«Что меня поразило в Ельцине больше всего, – сказала однажды премьер-министр Великобритании Маргарет Тэтчер, – так это то, что Ельцин, в отличие от Горбачёва, освободился не только от коммунистического мышления, но и от языка».
Поверив в свою исключительную непогрешимость, а также в судьбоносность, Ельцин, подобно многим классическим сюжетам, пошёл ещё дальше прототипа народного героя Фауста, дав ему новую интерпретацию. Покаявшись перед всем американским народом за прошлое своей страны, за тот «политический и экономический хаос, что существовал в ней многие десятилетия», он открыто «благословил Америку» на новые мирские удовольствия, не вполне осознавая, что выносит приговор всему русскому народу – народу откровений и вдохновений, народу, который легко впадает в крайности, превратив его не только в панургово стадо[3], но и избавив в один миг от всех законов морали и нравственности мироздания с присвоением статуса «Умный дурак»[4].
При взгляде на происходящее возникало множество вопросов: как такой человек вообще мог прийти к власти и стать символом обновляющейся России, если он не обладал элементарными знаниями развития общества, не воспринимал её сердцем, не видел её драгоценную самобытность и неповторимое своеобразие? Как такой человек мог стать правителем России, если он был порождён не только ложной структурой сознания, но и ложной иерархией ценностей? Не созерцал Россию, не принимал её как одну из главных заветных святынь своей личной жизни? Вопросы, вопросы, вопросы… и сколько бы их ни было, ясно было одно: к власти пришёл случайный человек, в котором не было ничего святого, что могло бы возвысить Россию, сделав её великой державой.
Могло ли такое присниться нашим предкам, собиравшим землю русскую по крупицам, по маленьким корешочкам, чтобы это «древо жизни» не только росло, но и плодоносило, радуя душу русского человека земными явлениями: правдой, верой и, красотой? Хочется привести слова, которые часто повторяют люди, но не принимают во внимание: «Молодые строптивы, без послушания и уважения к старшим. Истину отбросили, обычаев не признают. Никто их не понимает, и они не хотят, чтобы их понимали. Мало того, что учатся с грехом пополам, так ещё обладают способностью напрочь забывать то, что когда-то имели». Так гласит высеченная из базальта – твёрдого как алмаз природного камня – одна из сакральных триад, найденных в фараоновских гробницах, которым более трёх с половиной тысяч лет.

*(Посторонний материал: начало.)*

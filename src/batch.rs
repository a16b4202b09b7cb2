//! Directory batch runs: `inputs/input{N}.txt` → `preds/pred{N}.json`.

use std::path::{Path, PathBuf};

use thiserror::Error;

use crate::pipeline::coding::NotesProcessor;
use crate::pipeline::evaluation::{numbered_files, EvaluationError};

#[derive(Error, Debug)]
pub enum BatchError {
    #[error("I/O error at {path}: {source}")]
    Io {
        path: PathBuf,
        #[source]
        source: std::io::Error,
    },
    #[error("Cannot list notes: {0}")]
    Listing(#[from] EvaluationError),
    #[error("Cannot serialize prediction: {0}")]
    Json(#[from] serde_json::Error),
}

/// Outcome of one directory run. Failed notes are listed, not fatal.
#[derive(Debug, Default)]
pub struct BatchReport {
    pub written: Vec<PathBuf>,
    pub failed: Vec<(String, String)>,
}

/// Code every input note under `dir` and write one prediction per note.
/// A failing note is logged and skipped; the rest are still written.
pub async fn process_directory(
    processor: &NotesProcessor,
    dir: &Path,
) -> Result<BatchReport, BatchError> {
    let input_dir = dir.join("inputs");
    let pred_dir = dir.join("preds");
    let inputs = numbered_files(&input_dir, "input", "txt")?;

    std::fs::create_dir_all(&pred_dir).map_err(|source| BatchError::Io {
        path: pred_dir.clone(),
        source,
    })?;

    let mut report = BatchReport::default();
    let mut numbers = Vec::with_capacity(inputs.len());
    let mut notes = Vec::with_capacity(inputs.len());
    for (number, path) in inputs {
        match std::fs::read_to_string(&path) {
            Ok(note) => {
                numbers.push(number);
                notes.push(note);
            }
            Err(e) => {
                let input_name = format!("input{number}.txt");
                tracing::error!(input = %input_name, error = %e, "Cannot read note");
                report.failed.push((input_name, e.to_string()));
            }
        }
    }

    let results = processor.process_batch(notes).await;
    for (number, result) in numbers.into_iter().zip(results) {
        let input_name = format!("input{number}.txt");
        match result {
            Ok(output) => {
                let pred_path = pred_dir.join(format!("pred{number}.json"));
                let json = serde_json::to_string_pretty(&output)?;
                std::fs::write(&pred_path, json).map_err(|source| BatchError::Io {
                    path: pred_path.clone(),
                    source,
                })?;
                tracing::info!(input = %input_name, codes = output.icd10_codes.len(), "Prediction written");
                report.written.push(pred_path);
            }
            Err(e) => {
                tracing::error!(input = %input_name, error = %e, "Note failed");
                report.failed.push((input_name, e.to_string()));
            }
        }
    }
    Ok(report)
}
//! Role and responsibility text for the five pipeline agents.
//!
//! Built-in defaults may be overridden per agent from a JSON file:
//! `{"coder": {"role": "...", "responsibilities": "..."}, ...}`.

use std::path::Path;

use serde::{Deserialize, Serialize};

use super::CodingError;

#[derive(Debug, Clone, PartialEq, Eq, Serialize, Deserialize)]
pub struct AgentDefinition {
    pub role: String,
    pub responsibilities: String,
}

impl AgentDefinition {
    fn new(role: &str, responsibilities: &str) -> Self {
        Self {
            role: role.to_string(),
            responsibilities: responsibilities.to_string(),
        }
    }

    /// System instructions sent with every completion call for this agent.
    pub fn system_instructions(&self) -> String {
        format!(
            "Role: {}\nResponsibilities: {}",
            self.role, self.responsibilities
        )
    }
}

/// Agents absent from an override file keep their defaults.
#[derive(Debug, Clone, PartialEq, Eq, Serialize, Deserialize)]
#[serde(default)]
pub struct AgentDefinitions {
    pub coder: AgentDefinition,
    pub reviewer: AgentDefinition,
    pub physician: AgentDefinition,
    pub patient: AgentDefinition,
    pub adjustor: AgentDefinition,
}

impl Default for AgentDefinitions {
    fn default() -> Self {
        Self {
            coder: AgentDefinition::new(
                "Certified clinical coder",
                "Read the clinical note and assign every supported ICD-10-CM diagnosis code. \
                 Quote the shortest verbatim passage of the note that justifies each code.",
            ),
            reviewer: AgentDefinition::new(
                "Senior coding auditor",
                "Audit the codes proposed by the coder against the note and the reference \
                 database feedback. Replace invalid or non-billable codes with the most specific \
                 billable code the documentation supports, add missed diagnoses, and explain each \
                 decision.",
            ),
            physician: AgentDefinition::new(
                "Attending physician",
                "Judge whether each assigned code reflects a diagnosis that was actually made, \
                 treated or monitored during this encounter. Recommend include or reject and \
                 give clinical reasoning.",
            ),
            patient: AgentDefinition::new(
                "Patient advocate",
                "Judge each assigned code from the patient's point of view: is it supported by \
                 what happened during the visit, and could it misrepresent the patient's health \
                 record? Recommend include or reject and explain in plain language.",
            ),
            adjustor: AgentDefinition::new(
                "Coding adjudicator",
                "Reconcile the reviewed codes with the physician and patient recommendations and \
                 the reference database feedback. Produce the final list of billable ICD-10-CM \
                 codes with evidence and a short justification for each.",
            ),
        }
    }
}

impl AgentDefinitions {
    /// Read overrides from `path`.
    pub fn load(path: &Path) -> Result<Self, CodingError> {
        let raw = std::fs::read_to_string(path)?;
        let definitions: Self = serde_json::from_str(&raw)
            .map_err(|e| CodingError::AgentDefinitions(format!("{}: {e}", path.display())))?;
        tracing::info!(path = %path.display(), "Agent definitions loaded");
        Ok(definitions)
    }

    /// Overrides from `path` when given, otherwise the defaults.
    pub fn load_or_default(path: Option<&Path>) -> Result<Self, CodingError> {
        match path {
            Some(path) => Self::load(path),
            None => Ok(Self::default()),
        }
    }
}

Не этим ли всё сказано о природе и сущности людей?
Чтобы ответить на этот непростой вопрос, нужны, видимо, какие-то особые знания о человеке, познания в области добра и зла. В том числе и те, что связаны с понятием «судьба».
Многие древние народы, особенно индоевропейские, а также дальневосточные, считали, что судьба – это понятие общее, а потому предопределена для всех народов без исключения. Они считали, что судьба является следствием действий, страстей и характеров. По этой триаде судьбы прокладывают путь того или иного народа, того или иного человека. Более того, древние мудрецы утверждали, что любой человек, любое общество – это некий сосуд, который наполняется по мере наших плохих поступков. Когда предел доходит до 90 процентов наполненности сосуда, происходят трагические события. Спастись можно только через раскаяние, через признание своих ошибок. В христианстве это называется «замаливанием грехов». Если этого не происходит, то действуют уже другие – дьявольские силы, направленные на разрушение всего того, что достигнуто человеком или обществом. И это не просто слова: дьявольское начало имеет в жизни человеческого рода свою историю, которая зародилась, как бы это странно ни звучало, в недрах искусства и философии. Иван Ильин писал: «Искусство стало воображать и изображать его, а философия занялась его теоритическим оправданием, дьявол, конечно, “не удался”, потому что человеческое воображение не способно вместить его, но в литературе, в музыке, в живописи началась культура “демонизма”».
С начала XIX века Европа увлекается созданием антибожественных образов, появляется демонизм сомнения, отрицания, гордости, бунта, разочарования, горечи, тоски, презрения, эгоизма и даже скуки. Поэты изображают Прометея, Денницу, Каина, Дон-Жуана, Мефистофеля. Байрон, Гёте, Шиллер и другие поэты развёртывают целую галерею «демонов и дьяволов». Причём все они «умны», «образованны», «остроумны» и «обаятельны». Слушая их, люди готовы к чему угодно, в том числе и к «высшей революционности».